İbn Abbâs'tan rivâyet olunduğuna göre, insanda bir nefs var, bir de ruh var, ikisinin arasında da güneş ışınları, gibi bir şey var. Nefs, akıl ve temyiz fonksiyonlarını icra eder; ruh da, nefes ve hareket fonksiyonlarını icra eder. Ölüm halinde her ikisi de sona erer. Uyku hâlinde ise, yalnız nefs gider.

İbn Abbâs'tan (radıyallahü anh) rivâyet edilen bu görüş, zikredilen görüşe yakındır.

B- "Hiç şüphe yok ki, bunda, düşünür zümreler İçin birçok âyetler vardır."

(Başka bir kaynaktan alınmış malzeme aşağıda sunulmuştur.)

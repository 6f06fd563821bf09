//! Infrastructure layer for external integrations.
//!
//! This layer implements interfaces defined by the domain layer, providing
//! concrete implementations for data persistence and reachability probing.
//!
//! # Modules
//!
//! - [`persistence`] - PostgreSQL and in-memory repository implementations
//! - [`http_prober`] - `reqwest` based URL prober used by the monitor

pub mod http_prober;
pub mod persistence;

pub use http_prober::HttpProber;
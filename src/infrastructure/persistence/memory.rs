//! In-process repository implementations.
//!
//! Used by the integration tests and for running the service without a
//! database. Both repositories share one store so click counts are
//! visible through [`LinkRepository::find_by_code`].

use async_trait::async_trait;
use chrono::{DateTime, Utc};
use serde_json::json;
use std::collections::HashMap;
use std::sync::{Arc, Mutex, MutexGuard};

use crate::domain::entities::{Link, NewLink};
use crate::domain::repositories::{ClickRepository, LinkRepository};
use crate::error::AppError;

#[derive(Default)]
struct MemoryStore {
    next_id: i64,
    links: HashMap<i64, Link>,
    by_code: HashMap<String, i64>,
}

type SharedStore = Arc<Mutex<MemoryStore>>;

fn lock(store: &SharedStore) -> MutexGuard<'_, MemoryStore> {
    // A panic while holding the guard cannot leave the maps half-updated.
    store.lock().unwrap_or_else(|poisoned| poisoned.into_inner())
}

/// Link storage backed by a mutex-guarded map.
#[derive(Clone, Default)]
pub struct InMemoryLinkRepository {
    store: SharedStore,
}

impl InMemoryLinkRepository {
    pub fn new() -> Self {
        Self::default()
    }

    /// Returns a click repository that counts into the same store.
    pub fn click_repository(&self) -> InMemoryClickRepository {
        InMemoryClickRepository {
            store: Arc::clone(&self.store),
        }
    }

    /// Looks a link up by id.
    pub fn get(&self, link_id: i64) -> Option<Link> {
        lock(&self.store).links.get(&link_id).cloned()
    }

    pub fn len(&self) -> usize {
        lock(&self.store).links.len()
    }

    pub fn is_empty(&self) -> bool {
        self.len() == 0
    }
}

#[async_trait]
impl LinkRepository for InMemoryLinkRepository {
    async fn create(&self, new_link: NewLink) -> Result<Link, AppError> {
        let mut store = lock(&self.store);

        if store.by_code.contains_key(&new_link.code) {
            return Err(AppError::conflict(
                "Unique constraint violation",
                json!({ "constraint": "links_code_key" }),
            ));
        }

        store.next_id += 1;
        let id = store.next_id;
        let link = Link::new(id, new_link.code.clone(), new_link.long_url, Utc::now());

        store.by_code.insert(new_link.code, id);
        store.links.insert(id, link.clone());

        Ok(link)
    }

    async fn find_by_code(&self, code: &str) -> Result<Option<Link>, AppError> {
        let store = lock(&self.store);
        Ok(store
            .by_code
            .get(code)
            .and_then(|id| store.links.get(id))
            .cloned())
    }

    async fn list_all(&self) -> Result<Vec<Link>, AppError> {
        let store = lock(&self.store);
        let mut links: Vec<Link> = store.links.values().cloned().collect();
        links.sort_by_key(|link| link.id);
        Ok(links)
    }

    async fn update_health(
        &self,
        link_id: i64,
        healthy: bool,
        checked_at: DateTime<Utc>,
    ) -> Result<(), AppError> {
        let mut store = lock(&self.store);
        let link = store
            .links
            .get_mut(&link_id)
            .ok_or_else(|| AppError::not_found("Link not found", json!({ "link_id": link_id })))?;

        link.healthy = healthy;
        link.last_checked_at = Some(checked_at);
        Ok(())
    }

    async fn ping(&self) -> Result<(), AppError> {
        Ok(())
    }
}

/// Click counters stored on the links of an [`InMemoryLinkRepository`].
#[derive(Clone)]
pub struct InMemoryClickRepository {
    store: SharedStore,
}

#[async_trait]
impl ClickRepository for InMemoryClickRepository {
    async fn increment_count(&self, link_id: i64) -> Result<(), AppError> {
        let mut store = lock(&self.store);
        let link = store
            .links
            .get_mut(&link_id)
            .ok_or_else(|| AppError::not_found("Link not found", json!({ "link_id": link_id })))?;

        link.click_count += 1;
        Ok(())
    }

    async fn count_for_link(&self, link_id: i64) -> Result<i64, AppError> {
        lock(&self.store)
            .links
            .get(&link_id)
            .map(|link| link.click_count)
            .ok_or_else(|| AppError::not_found("Link not found", json!({ "link_id": link_id })))
    }
}
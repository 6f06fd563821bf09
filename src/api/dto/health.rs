//! DTOs for health check endpoint.

use serde::Serialize;

/// Health check response with component status.
#[derive(Debug, Serialize)]
pub struct HealthResponse {
    pub status: String,
    pub version: String,
    pub checks: HealthChecks,
}

/// Health status for each system component.
#[derive(Debug, Serialize)]
pub struct HealthChecks {
    pub database: CheckStatus,
    pub click_queue: CheckStatus,
    pub monitor: CheckStatus,
}

/// Individual component health status.
#[derive(Debug, Serialize)]
pub struct CheckStatus {
    pub status: String,

    #[serde(skip_serializing_if = "Option::is_none")]
    pub message: Option<String>,
}

impl CheckStatus {
    pub fn ok(message: impl Into<String>) -> Self {
        Self {
            status: "ok".to_string(),
            message: Some(message.into()),
        }
    }

    pub fn error(message: impl Into<String>) -> Self {
        Self {
            status: "error".to_string(),
            message: Some(message.into()),
        }
    }

    pub fn is_ok(&self) -> bool {
        self.status == "ok"
    }
}
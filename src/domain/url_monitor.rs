//! Background monitor that periodically probes every stored link.
//!
//! Each tick takes a snapshot of the links, probes them with a bounded number of
//! concurrent probes, each under its own deadline, and writes the resulting health
//! flag back through [`LinkRepository::update_health`]. Failures of individual
//! probes or updates are logged and counted; they never stop the monitor.
//!
//! # Lifecycle
//!
//! ```text
//! Idle ──start()──► Running ──stop()──► Cancelling ──probes done──► Stopped
//! ```

use serde::Serialize;
use std::sync::Arc;
use std::time::Duration;

use chrono::Utc;
use tokio::sync::{Semaphore, watch};
use tokio::task::{JoinHandle, JoinSet};
use tokio::time::{Instant, MissedTickBehavior, interval_at, timeout};
use tokio_util::sync::CancellationToken;
use tracing::{debug, error, info, warn};

use crate::domain::entities::Link;
use crate::domain::metrics::{MonitorMetrics, TickReport};
use crate::domain::prober::UrlProber;
use crate::domain::repositories::LinkRepository;
use crate::error::AppError;

/// Observable state of the monitor.
#[derive(Debug, Clone, Copy, PartialEq, Eq, Serialize)]
#[serde(rename_all = "snake_case")]
pub enum MonitorState {
    Idle,
    Running,
    Cancelling,
    Stopped,
}

/// How a monitor stop ended.
#[derive(Debug, Clone, Copy, PartialEq, Eq, Serialize)]
#[serde(rename_all = "snake_case")]
pub enum MonitorStopOutcome {
    /// All in-flight probes finished (or timed out) before the grace period.
    Stopped,
    /// The grace period elapsed, or the monitor task died; the task was aborted.
    Forced,
}

impl MonitorStopOutcome {
    pub fn is_clean(&self) -> bool {
        matches!(self, Self::Stopped)
    }
}

/// Timing and concurrency limits of the monitor.
#[derive(Debug, Clone, Copy, PartialEq, Eq)]
pub struct MonitorSettings {
    pub interval: Duration,
    pub probe_timeout: Duration,
    pub max_concurrent_probes: usize,
}

impl MonitorSettings {
    /// Builds settings, enforcing `probe_timeout < interval` and at least one
    /// probe slot.
    ///
    /// A probe timeout that is not strictly shorter than the interval is
    /// replaced by half the interval.
    pub fn new(interval: Duration, probe_timeout: Duration, max_concurrent_probes: usize) -> Self {
        let interval = interval.max(Duration::from_millis(1));
        let probe_timeout = if probe_timeout.is_zero() || probe_timeout >= interval {
            interval / 2
        } else {
            probe_timeout
        };

        Self {
            interval,
            probe_timeout,
            max_concurrent_probes: max_concurrent_probes.max(1),
        }
    }
}

/// Periodic reachability checker for stored links.
pub struct UrlMonitor {
    links: Arc<dyn LinkRepository>,
    prober: Arc<dyn UrlProber>,
    settings: MonitorSettings,
    metrics: Arc<MonitorMetrics>,
    state: Arc<watch::Sender<MonitorState>>,
}

struct ProbeRecord {
    healthy: bool,
    updated: bool,
}

impl UrlMonitor {
    pub fn new(
        links: Arc<dyn LinkRepository>,
        prober: Arc<dyn UrlProber>,
        settings: MonitorSettings,
        metrics: Arc<MonitorMetrics>,
    ) -> Self {
        let (state, _) = watch::channel(MonitorState::Idle);
        Self {
            links,
            prober,
            settings,
            metrics,
            state: Arc::new(state),
        }
    }

    pub fn state(&self) -> MonitorState {
        *self.state.borrow()
    }

    pub fn settings(&self) -> &MonitorSettings {
        &self.settings
    }

    /// Runs one full tick immediately and returns its report.
    ///
    /// # Errors
    ///
    /// Returns the repository error if the link list cannot be fetched. Probe
    /// and update failures are part of the report, not errors.
    pub async fn run_tick(&self) -> Result<TickReport, AppError> {
        self.run_tick_until(&CancellationToken::new()).await
    }

    /// Spawns the periodic loop. The first tick fires one interval after start.
    pub fn start(self) -> MonitorHandle {
        let cancel = CancellationToken::new();
        let state = self.state.clone();
        let metrics = self.metrics.clone();

        state.send_replace(MonitorState::Running);
        let task = tokio::spawn(self.run(cancel.clone()));

        MonitorHandle {
            cancel,
            task,
            state,
            metrics,
        }
    }

    async fn run(self, cancel: CancellationToken) {
        let _stopped = StoppedOnDrop(self.state.clone());

        info!(
            interval_secs = self.settings.interval.as_secs(),
            probe_timeout_ms = self.settings.probe_timeout.as_millis() as u64,
            max_concurrent_probes = self.settings.max_concurrent_probes,
            "URL monitor started"
        );

        let mut ticker = interval_at(
            Instant::now() + self.settings.interval,
            self.settings.interval,
        );
        ticker.set_missed_tick_behavior(MissedTickBehavior::Skip);

        loop {
            tokio::select! {
                biased;
                _ = cancel.cancelled() => break,
                _ = ticker.tick() => {
                    match self.run_tick_until(&cancel).await {
                        Ok(report) => info!(
                            probed = report.probed,
                            healthy = report.healthy,
                            unhealthy = report.unhealthy,
                            update_failures = report.update_failures,
                            skipped = report.skipped,
                            "URL monitor tick finished"
                        ),
                        Err(e) => error!(error = %e, "URL monitor could not list links"),
                    }
                }
            }
        }

        info!("URL monitor stopped");
    }

    async fn run_tick_until(&self, cancel: &CancellationToken) -> Result<TickReport, AppError> {
        let links = self.links.list_all().await?;
        let total = links.len();
        debug!(links = total, "Probing links");

        let slots = Arc::new(Semaphore::new(self.settings.max_concurrent_probes));
        let mut probes = JoinSet::new();
        let mut report = TickReport::default();

        for (index, link) in links.into_iter().enumerate() {
            let permit = tokio::select! {
                biased;
                _ = cancel.cancelled() => None,
                permit = slots.clone().acquire_owned() => permit.ok(),
            };
            let Some(permit) = permit else {
                report.skipped = total - index;
                break;
            };

            let links = self.links.clone();
            let prober = self.prober.clone();
            let probe_timeout = self.settings.probe_timeout;
            probes.spawn(async move {
                let record = probe_link(links, prober, link, probe_timeout).await;
                drop(permit);
                record
            });
        }

        while let Some(result) = probes.join_next().await {
            match result {
                Ok(record) => {
                    report.probed += 1;
                    if record.healthy {
                        report.healthy += 1;
                    } else {
                        report.unhealthy += 1;
                    }
                    if !record.updated {
                        report.update_failures += 1;
                    }
                }
                Err(e) => {
                    error!(error = %e, "Probe task failed");
                    report.update_failures += 1;
                }
            }
        }

        self.metrics.record_tick(report);
        Ok(report)
    }
}

/// Publishes [`MonitorState::Stopped`] when the monitor task ends, including
/// by panic or abortion.
struct StoppedOnDrop(Arc<watch::Sender<MonitorState>>);

impl Drop for StoppedOnDrop {
    fn drop(&mut self) {
        self.0.send_replace(MonitorState::Stopped);
    }
}

async fn probe_link(
    links: Arc<dyn LinkRepository>,
    prober: Arc<dyn UrlProber>,
    link: Link,
    probe_timeout: Duration,
) -> ProbeRecord {
    let healthy = match timeout(probe_timeout, prober.probe(&link.long_url)).await {
        Ok(Ok(outcome)) => {
            if !outcome.reachable {
                debug!(link_id = link.id, status = ?outcome.status, "Link responded with an error status");
            }
            outcome.reachable
        }
        Ok(Err(e)) => {
            debug!(link_id = link.id, url = %link.long_url, error = %e, "Probe failed");
            false
        }
        Err(_) => {
            debug!(
                link_id = link.id,
                url = %link.long_url,
                timeout_ms = probe_timeout.as_millis() as u64,
                "Probe timed out"
            );
            false
        }
    };

    if link.healthy != healthy {
        info!(link_id = link.id, code = %link.code, healthy, "Link health changed");
    }

    let updated = match links.update_health(link.id, healthy, Utc::now()).await {
        Ok(()) => true,
        Err(e) => {
            warn!(link_id = link.id, error = %e, "Failed to store link health");
            false
        }
    };

    ProbeRecord { healthy, updated }
}

/// Handle to a running [`UrlMonitor`].
pub struct MonitorHandle {
    cancel: CancellationToken,
    task: JoinHandle<()>,
    state: Arc<watch::Sender<MonitorState>>,
    metrics: Arc<MonitorMetrics>,
}

impl MonitorHandle {
    pub fn state(&self) -> MonitorState {
        *self.state.borrow()
    }

    /// Subscribes to state transitions.
    pub fn subscribe(&self) -> watch::Receiver<MonitorState> {
        self.state.subscribe()
    }

    pub fn metrics(&self) -> &Arc<MonitorMetrics> {
        &self.metrics
    }

    /// Cancels the monitor and waits up to `grace` for in-flight probes.
    ///
    /// No new tick and no new probe starts after this call. If the grace period
    /// elapses first, the monitor task and its probe tasks are aborted.
    pub async fn stop(self, grace: Duration) -> MonitorStopOutcome {
        self.state.send_if_modified(|state| {
            if *state == MonitorState::Running {
                *state = MonitorState::Cancelling;
                true
            } else {
                false
            }
        });
        self.cancel.cancel();

        let mut task = self.task;
        match timeout(grace, &mut task).await {
            Ok(Ok(())) => MonitorStopOutcome::Stopped,
            Ok(Err(e)) => {
                error!(error = %e, "URL monitor task failed");
                self.state.send_replace(MonitorState::Stopped);
                MonitorStopOutcome::Forced
            }
            Err(_) => {
                task.abort();
                let _ = task.await;
                self.state.send_replace(MonitorState::Stopped);
                warn!(
                    grace_ms = grace.as_millis() as u64,
                    "URL monitor did not stop within the grace period, probes aborted"
                );
                MonitorStopOutcome::Forced
            }
        }
    }
}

Yani zikredildıği gibi ölüm halinde her ikisinin de gitmesinde ve uyku halinde ise, birinin tutulup diğerinin salıverilmesinde, Allah'ın (celle celâlühü) kudretinin ve hikmetinin sonsuzluğuna ve rahmetinin şümullü olduğuna delâlet eden birçok garip âyet vardır. Yalnız bu âyetleri, ancak, ruhun bedenle olan irtibatının nasıl olduğunu, ölüm halinde ondan tamamen ayrılmasının nasıl olduğunu, ölümden sonra bedenin yok olmasından sonra da ruhun nasıl baki tutulduğunu, ruhun, saadet ve bedbahtlığını, uyku hâlinde ise ruhun, yalnız zahiren bedenden nasıl, ayrıldığını ve eceli gelinceye değin de nasıl serbest bırakıldığını ancak düşünen zümreler anlar.